Coldbrook (Hammer)(64)



‘Don’t you?’

Vic shrugged.

‘Just because people are using the word zombie,’ Marc said, ‘don’t go getting all spooked on me. I’ve spoken with Jonah, and he’s seen them first-hand. Killed a few of them himself. The body shuts down. The infection takes over their brain. And once we work out what the infection is, we might have a chance at a cure. Or an inoculation, at least.’

‘Body shuts down. Dead.’

‘Well . . .’ Marc said, and Vic saw the first glimmer of doubt.

‘So you produce an inoculation – what about those who are already infected?’

Marc raised his eyebrows. ‘Not our priority, sad to say.’

Vic rested his head back against the sofa, changing the subject. ‘So who does the chopper on the roof belong to?’

‘A friend of mine.’

‘You’re shitting me.’

‘No, really,’ Marc said. ‘I do have friends.’

‘I should tell Jonah I’m here,’ Vic said. ‘Update him. See what he’s doing down there. He said he was alone, the only survivor.’ And I worry for him, Vic wanted to say. But after everything he’d done, that sounded so trite.

‘Jonah’s a hard motherf*cker,’ Marc said. ‘His father worked in a coal mine, he ever tell you that? Fifty-two years. And every day of Jonah’s childhood, his father said he was working down there so Jonah didn’t have to do the same thing. His sense of worth comes from that, and his honour, and a lot of his attitude. Then when poor Wendy died . . .’ Marc shook his head and poured more bourbon. ‘Something on your mind?’ he asked.

Vic frowned and looked around the room, trying to grab hold of the thought that had been circling his consciousness for the last half an hour. Marc’s perception was sharp and, though they hadn’t exactly hit it off, it felt good to be around someone he couldn’t hide anything from. It meant that Marc was in control.

‘Something’s bugging me,’ Vic said, closing his eyes and rubbing them.

‘Your trip up here? Radio reports? Something you saw on the way?’

‘Jesus!’ Vic said. He closed his eyes and had it. So obvious! ‘They were completely still.’

‘Huh?’

Vic jumped up and pointed to the computer. ‘Those images, that military site. Bring them up again.’

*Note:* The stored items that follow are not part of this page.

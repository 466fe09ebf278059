//! Error types for reconciliation operations.
//!
//! Two kinds of failure exist: validation failures raised before any remote
//! call is made, and remote failures returned by a [`ResourceClient`]. Remote
//! failures are carried through verbatim; the categories below exist for
//! callers that want to decide what to tell the user or whether to retry.
//!
//! [`ResourceClient`]: crate::client::ResourceClient

use std::fmt;

/// Result type alias for reconciliation operations.
pub type Result<T> = std::result::Result<T, Error>;

/// Result type alias for remote client operations.
pub type RemoteResult<T> = std::result::Result<T, RemoteError>;

/// Message used when a create-or-update is missing its required fields.
pub const MISSING_NAME_AND_VALUE: &str = "missing required attributes name and value";

/// Message used when a read or delete is missing the resource name.
pub const MISSING_NAME: &str = "missing required attribute name";

/// Categories of errors for user feedback and caller-side retry decisions.
#[derive(Debug, Clone, Copy, PartialEq, Eq)]
pub enum ErrorCategory {
    /// Required field missing from the declared configuration.
    Validation,
    /// The remote resource does not exist.
    NotFound,
    /// Credentials rejected by the remote API.
    Auth,
    /// Connectivity or server-side failure (transient, retryable).
    Network,
    /// The remote API answered with something we could not parse.
    Format,
    /// Other/unknown errors.
    Other,
}

impl ErrorCategory {
    /// Whether this error category is typically transient and worth retrying.
    #[must_use]
    pub fn is_retryable(&self) -> bool {
        matches!(self, Self::Network)
    }

    /// Get a user-friendly description of this error category.
    #[must_use]
    pub fn description(&self) -> &'static str {
        match self {
            Self::Validation => "Invalid declaration",
            Self::NotFound => "Resource not found",
            Self::Auth => "Authentication failed",
            Self::Network => "Network connectivity issue",
            Self::Format => "Invalid API response",
            Self::Other => "Unexpected error",
        }
    }

    /// Get actionable advice for resolving this error category.
    #[must_use]
    pub fn advice(&self) -> &'static str {
        match self {
            Self::Validation => "Add the missing attributes to the declaration and try again",
            Self::NotFound => "The resource may have been deleted outside of catval",
            Self::Auth => "Check the configured username and password",
            Self::Network => "Check the endpoint and your connection, then try again",
            Self::Format => "Verify the endpoint points at a v3 management API",
            Self::Other => "Check the error details for more information",
        }
    }
}

impl fmt::Display for ErrorCategory {
    fn fmt(&self, f: &mut fmt::Formatter<'_>) -> fmt::Result {
        write!(f, "{}", self.description())
    }
}

/// Failures reported by a remote resource client.
#[derive(Debug, Clone, PartialEq, Eq, thiserror::Error)]
pub enum RemoteError {
    /// No resource exists for the given name and identifier.
    #[error("category value {id:?} not found under {name:?}")]
    NotFound {
        /// Category name used for the lookup.
        name: String,
        /// Identifier used for the lookup.
        id: String,
    },

    /// Credentials were rejected.
    #[error("unauthorized: {0}")]
    Unauthorized(String),

    /// Non-success HTTP status other than 401/403/404.
    #[error("HTTP {code}: {message}")]
    Status {
        /// HTTP status code.
        code: u16,
        /// Error message.
        message: String,
    },

    /// Connection, TLS or timeout failure.
    #[error("transport error: {0}")]
    Transport(String),

    /// Response body could not be decoded.
    #[error("invalid API response: {0}")]
    InvalidResponse(String),

    /// The request could not be sent as given.
    #[error("invalid request: {0}")]
    InvalidRequest(String),

    /// Generic error.
    #[error("{0}")]
    Other(String),
}

impl RemoteError {
    /// Create a not-found error.
    pub fn not_found(name: impl Into<String>, id: impl Into<String>) -> Self {
        Self::NotFound {
            name: name.into(),
            id: id.into(),
        }
    }

    /// Whether the remote reported that the resource does not exist.
    #[must_use]
    pub fn is_not_found(&self) -> bool {
        matches!(self, Self::NotFound { .. })
    }

    /// Get the error category.
    #[must_use]
    pub fn category(&self) -> ErrorCategory {
        match self {
            Self::NotFound { .. } => ErrorCategory::NotFound,
            Self::Unauthorized(_) => ErrorCategory::Auth,
            Self::Status { code, .. } if *code >= 500 => ErrorCategory::Network,
            Self::Status { .. } => ErrorCategory::Other,
            Self::Transport(_) => ErrorCategory::Network,
            Self::InvalidResponse(_) => ErrorCategory::Format,
            Self::InvalidRequest(_) => ErrorCategory::Validation,
            Self::Other(_) => ErrorCategory::Other,
        }
    }
}

/// Errors returned by the [`Reconciler`](crate::Reconciler).
#[derive(Debug, Clone, PartialEq, Eq, thiserror::Error)]
pub enum Error {
    /// Required attribute missing; raised before any remote call.
    #[error("{0}")]
    Validation(&'static str),

    /// Failure returned by the remote client, unchanged.
    #[error(transparent)]
    Remote(#[from] RemoteError),
}

impl Error {
    /// Get the error category.
    #[must_use]
    pub fn category(&self) -> ErrorCategory {
        match self {
            Self::Validation(_) => ErrorCategory::Validation,
            Self::Remote(err) => err.category(),
        }
    }

    /// Whether this error is typically transient and worth retrying.
    #[must_use]
    pub fn is_retryable(&self) -> bool {
        self.category().is_retryable()
    }

    /// Whether this is a remote not-found failure.
    #[must_use]
    pub fn is_not_found(&self) -> bool {
        matches!(self, Self::Remote(err) if err.is_not_found())
    }
}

‘You saw something I didn’t?’ Marc said. But he tapped at the computer and brought up the site, and Vic reached past him and clicked on a film clip taken from a low-flying helicopter. They both watched for a couple of minutes, neither of them commenting, and Vic was starting to think he’d been imagining things. Then he saw it.

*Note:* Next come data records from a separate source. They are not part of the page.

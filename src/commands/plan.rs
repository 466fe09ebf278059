//! `catval plan` - preview what apply would change
//!
//! Managed resources are read back and compared field by field with their
//! declaration. Nothing is written, remotely or locally.

use anyhow::{Context as AnyhowContext, Result};
use colored::Colorize;
use reconcile::drift;
use reconcile::{Change, PlanSummary, Reconciler};

use crate::Context;
use crate::cli::PlanArgs;
use crate::config::ProviderConfig;
use crate::declarations::Declarations;
use crate::paths;
use crate::state::CatvalState;
use crate::ui;

pub fn run(ctx: &Context, args: PlanArgs) -> Result<()> {
    let decls = Declarations::load(&paths::declarations_file(args.file.as_deref())?)?;
    let state = CatvalState::load_from(&CatvalState::default_path()?)?;
    let reconciler = ProviderConfig::load()?.reconciler()?;

    let changes = plan(&reconciler, &decls, &state, args.target.as_deref())?;
    let summary = PlanSummary::from_changes(changes.iter().map(|(_, c)| c));

    for (label, change) in &changes {
        print_change(ctx, label, change);
    }

    if summary.has_changes() {
        ui::info(&format!(
            "Plan: {} to create, {} to update, {} to replace, {} to delete",
            summary.create, summary.update, summary.replace, summary.delete
        ));
    } else {
        ui::success("No changes. Remote matches the declarations.");
    }
    Ok(())
}

/// Compute the change apply would make for every selected resource.
///
/// A resource whose read comes back not-found is planned for creation; any
/// other read failure aborts the plan.
pub fn plan(
    reconciler: &Reconciler,
    decls: &Declarations,
    state: &CatvalState,
    target: Option<&str>,
) -> Result<Vec<(String, Change)>> {
    let mut changes = Vec::new();

    for (label, desired) in decls.select(target)? {
        let change = match state.get(label) {
            None => Change::Create,
            Some(entry) => match reconciler.read(Some(&entry.name), &entry.id) {
                Ok(actual) => Change::from_drift(drift::detect(desired, &actual)),
                Err(err) if err.is_not_found() => {
                    log::warn!("{label}: deleted outside catval, will be recreated");
                    Change::Create
                }
                Err(err) => {
                    return Err(err).with_context(|| format!("Failed to read {label}"));
                }
            },
        };
        changes.push((label.to_string(), change));
    }

    for label in state.labels(target) {
        if !decls.contains(&label) {
            changes.push((label, Change::Delete));
        }
    }

    Ok(changes)
}

fn print_change(ctx: &Context, label: &str, change: &Change) {
    let symbol = match change {
        Change::Create => change.symbol().green(),
        Change::Delete => change.symbol().red(),
        Change::NoChange => change.symbol().dimmed(),
        Change::Update(_) | Change::Replace(_) => change.symbol().yellow(),
    };

    match change {
        Change::NoChange if ctx.verbose == 0 => {}
        Change::Update(fields) | Change::Replace(fields) => {
            println!("{symbol} {label}");
            for field in fields {
                ui::kv(field.field, &format!("{:?} -> {:?}", field.actual, field.desired));
            }
        }
        _ => println!("{symbol} {label}"),
    }
}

He leaned across Marc and hit pause.

‘Here,’ he said, pointing at one of the zombies in the crowd of afflicted people. ‘A woman. She’s lost an arm and has abdominal wounds. Run over, maybe. But while all the others are running and doing whatever they can to reach . . .’ He pointed below the screen, where a crashed camper van was out of shot. ‘She’s doing something different.’

He hit play again. The woman stood motionless. The only movement was her head, turning left and right as a dozen other zombies raged past her, running as fast as their injuries would allow towards the camper. Some of them fell as the occupants of the crashed vehicle fired, then she too crumpled.

‘Didn’t see a bullet hit her,’ Marc said.

‘That’s because she wasn’t shot. She was watching, that’s all. Observing.’

‘Why?’ Marc asked.

‘Don’t know. Pacifist zombie?’

‘Call Jonah,’ Marc said. ‘Tell him. I’ll patch in on my phone.’

As Vic dialled he thought, This has only just begun.





6


Jonah shut and locked the door, though he knew it would do no good. He had been visited before – the dream on the day they made breach, and afterwards. Doors were no barrier.

Bill Coldbrook had killed himself without explanation. Jonah remembered finding the old man hours after it had happened, walking into his room and seeing the stillness that seemed so unreal, and the expression of peace on his face and . . . escape? Perhaps that’s what it had been. There had been no note, but the old man’s dying expression had said it all.

Not just me, Jonah thought, and the idea was terrible. That bastard has been here before.